The latest, and ostensibly final, installment in the Taken series has landed on our doorstep with a heavy thud. Directed by the aptly named Olivier Megaton and co-written and produced by Luc Besson, the film is, like its predecessors, a numbing exercise in overkill. Once more, ex-special ops agent Bryan Mills (Liam Neeson) goes into superhero mode, this time to find out who murdered his ex-wife, Lenore (Famke Janssen), and pinned the blame on him. And once more, ubiquitous aerial shots, swirling cameras, and pounding music strain to make even something as innocuous as an establishing shot of Los Angeles's jammed freeways feel as significant as the dispiritingly frequent chase scenes, gunfights, and beatings. Broken up into quick cuts and often filmed from confusing angles, the action seems aimed less at cluing us in on what's happening than simply amping up our adrenaline—and masking the impossibility of some of Mills's literally superhuman feats and escapes.

As Anthony Lane wrote about Taken, Mills's targets are nearly always "undesirable aliens." The villains—Albanians and Arabs in the first film, Turks in the second, and Russians in the third—could be taken from the TSA's watch list. Watching Mills mow his way through their ranks is empowerment porn for those who long for the Cold War's clarity of purpose and American dominance in this murky age of terror.
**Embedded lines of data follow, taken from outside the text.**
//! SQL Sink Connector for Danube Connect
//!
//! Loads rows into a relational table through a windowed transaction protocol:
//! rows are inserted with one prepared statement per partition and committed
//! every `commit_size` rows, with a final commit when the partition ends.
//!
//! # Features
//!
//! - **Column Mapping**: Keep all columns, a subset, or rename them
//! - **Windowed Transactions**: Bounded uncommitted work per partition
//! - **Partition Isolation**: One session, statement and transaction per partition
//! - **Timestamps**: Optional `created_at` / `updated_at` stamping in UTC
//! - **Backends**: PostgreSQL (feature `postgres`) and an in-memory dry-run sink
//!
//! # Example Configuration
//!
//! ```toml
//! [loader]
//! table = "users"
//! partition_field = "tenant"
//! columns = { id = "user_id", name = "full_name" }
//! commit_size = 500
//! timestamps = true
//! sink_profile = "default"
//!
//! [profiles.default]
//! url = "postgres://etl@localhost/warehouse"
//! connection_timeout_secs = 10
//! ```
//!
//! # Library Use
//!
//! ```rust,ignore
//! let loader = Loader::with_config(config, Arc::new(sink));
//! let mut handler = loader.handler(Arc::new(FixedSample(sample)), "users")?;
//! for (row, partition) in rows {
//!     let row = handler.handle(row, &partition).await?;
//! }
//! handler.finish().await?;
//! ```

pub mod config;
pub mod connector;
pub mod error;
pub mod memory;
pub mod record;
pub mod sink;
pub mod statement;
pub mod transaction;

#[cfg(feature = "postgres")]
pub mod postgres;

pub use config::{LoaderConfig, ProfileConfig, SqlSinkConfig};
pub use connector::{FixedSample, InsertHandler, LoadSummary, Loader, SchemaSampler};
pub use error::{LoaderError, LoaderResult, SinkError, SinkResult};
pub use memory::MemorySink;
pub use record::{transform, ColumnSpec, Row};
pub use sink::{Placeholder, PreparedInsert, ProfileRegistry, SinkManager, SinkSession};
pub use statement::InsertStatement;
pub use transaction::{BatchTransaction, CommitPolicy, PartitionStats, TransactionState};
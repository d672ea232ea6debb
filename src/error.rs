//! Error types for the SQL Sink Connector
//!
//! Two layers:
//! - `SinkError`: failures reported by a sink backend (connection, query, transaction)
//! - `LoaderError`: what the loader surfaces to the pipeline, always tagged with the
//!   partition it happened in so the caller can decide between abort, skip and retry

use crate::record::Row;
use thiserror::Error;

/// Result type for loader operations
pub type LoaderResult<T> = std::result::Result<T, LoaderError>;

/// Result type for sink backend operations
pub type SinkResult<T> = std::result::Result<T, SinkError>;

/// Errors raised by a sink backend
#[derive(Error, Debug)]
pub enum SinkError {
    /// Could not reach the database, or the connection went away
    #[error("connection error: {message}")]
    Connection {
        message: String,
        #[source]
        source: Option<Box<dyn std::error::Error + Send + Sync>>,
    },

    /// Statement preparation or execution failed
    #[error("query error: {message}")]
    Query { message: String, sql: Option<String> },

    /// BEGIN / COMMIT / ROLLBACK failed
    #[error("transaction error: {message}")]
    Transaction { message: String },

    /// No connection profile with this name is configured
    #[error("unknown sink profile '{profile}'")]
    UnknownProfile { profile: String },

    /// A row did not line up with the partition's column list
    #[error("column mismatch: expected {expected:?}, got {actual:?}")]
    ColumnMismatch {
        expected: Vec<String>,
        actual: Vec<String>,
    },

    /// Operation or value not supported by this backend
    #[error("unsupported: {message}")]
    Unsupported { message: String },
}

impl SinkError {
    pub fn connection(message: impl Into<String>) -> Self {
        Self::Connection {
            message: message.into(),
            source: None,
        }
    }

    pub fn connection_with_source(
        message: impl Into<String>,
        source: impl std::error::Error + Send + Sync + 'static,
    ) -> Self {
        Self::Connection {
            message: message.into(),
            source: Some(Box::new(source)),
        }
    }

    pub fn query(message: impl Into<String>) -> Self {
        Self::Query {
            message: message.into(),
            sql: None,
        }
    }

    pub fn query_with_sql(message: impl Into<String>, sql: impl Into<String>) -> Self {
        Self::Query {
            message: message.into(),
            sql: Some(sql.into()),
        }
    }

    pub fn transaction(message: impl Into<String>) -> Self {
        Self::Transaction {
            message: message.into(),
        }
    }

    pub fn unsupported(message: impl Into<String>) -> Self {
        Self::Unsupported {
            message: message.into(),
        }
    }

    /// SQL text attached to the error, if any
    pub fn sql(&self) -> Option<&str> {
        match self {
            Self::Query { sql, .. } => sql.as_deref(),
            _ => None,
        }
    }
}

/// Errors surfaced by the loader to the pipeline
#[derive(Error, Debug)]
pub enum LoaderError {
    /// Invalid configuration or unknown sink profile; raised before any row is written
    #[error("configuration error: {0}")]
    Configuration(String),

    /// The insert statement could not be prepared for a partition
    #[error("statement error in partition '{partition}': {source}")]
    Statement {
        partition: String,
        #[source]
        source: SinkError,
    },

    /// A row failed to execute; the open window is left uncommitted
    #[error("write error in partition '{partition}': {source}")]
    Write {
        partition: String,
        row: Box<Row>,
        #[source]
        source: SinkError,
    },

    /// A window failed to commit; `uncommitted` rows were not persisted
    #[error("commit error in partition '{partition}' ({uncommitted} rows not persisted): {source}")]
    Commit {
        partition: String,
        uncommitted: usize,
        #[source]
        source: SinkError,
    },

    /// The handler was aborted and accepts no more rows
    #[error("loader was aborted")]
    Aborted,

    /// BEGIN or ROLLBACK failed, or the window is unusable after a failed commit
    #[error("transaction error in partition '{partition}': {source}")]
    Transaction {
        partition: String,
        #[source]
        source: SinkError,
    },
}

impl LoaderError {
    pub fn config(message: impl Into<String>) -> Self {
        Self::Configuration(message.into())
    }

    /// Partition the error belongs to; configuration errors have none
    pub fn partition(&self) -> Option<&str> {
        match self {
            Self::Configuration(_) | Self::Aborted => None,
            Self::Statement { partition, .. }
            | Self::Write { partition, .. }
            | Self::Commit { partition, .. }
            | Self::Transaction { partition, .. } => Some(partition),
        }
    }

    /// The row that failed, for write errors
    pub fn failed_row(&self) -> Option<&Row> {
        match self {
            Self::Write { row, .. } => Some(row),
            _ => None,
        }
    }
}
Taken 2 at least had the decency to acknowledge the havoc Mills unleashes on other families in his vengeance-taking rampages: Its chief villain was a father bent on avenging the death of one of the sex traffickers Mills had killed while rescuing Kim (Maggie Grace) in the prior film. Here, Mills’s apocalyptic tendencies are occasionally winked at, but never challenged. Franck Dotzler (Forest Whitaker), the smart, quite cop following just half a step behind Mills as both try to solve the case, keeps pointing out that Mills and his daughter, who Mills enlists to help in his search for her mother’s killer, are flagrantly obstructing his investigation and committing murder and all kinds of other illegal acts in the process. He could arrest them for that, he reminds them, before chuckling indulgently and assuring them that, of course, he won’t. Because, hey, they’re the good guys. Right?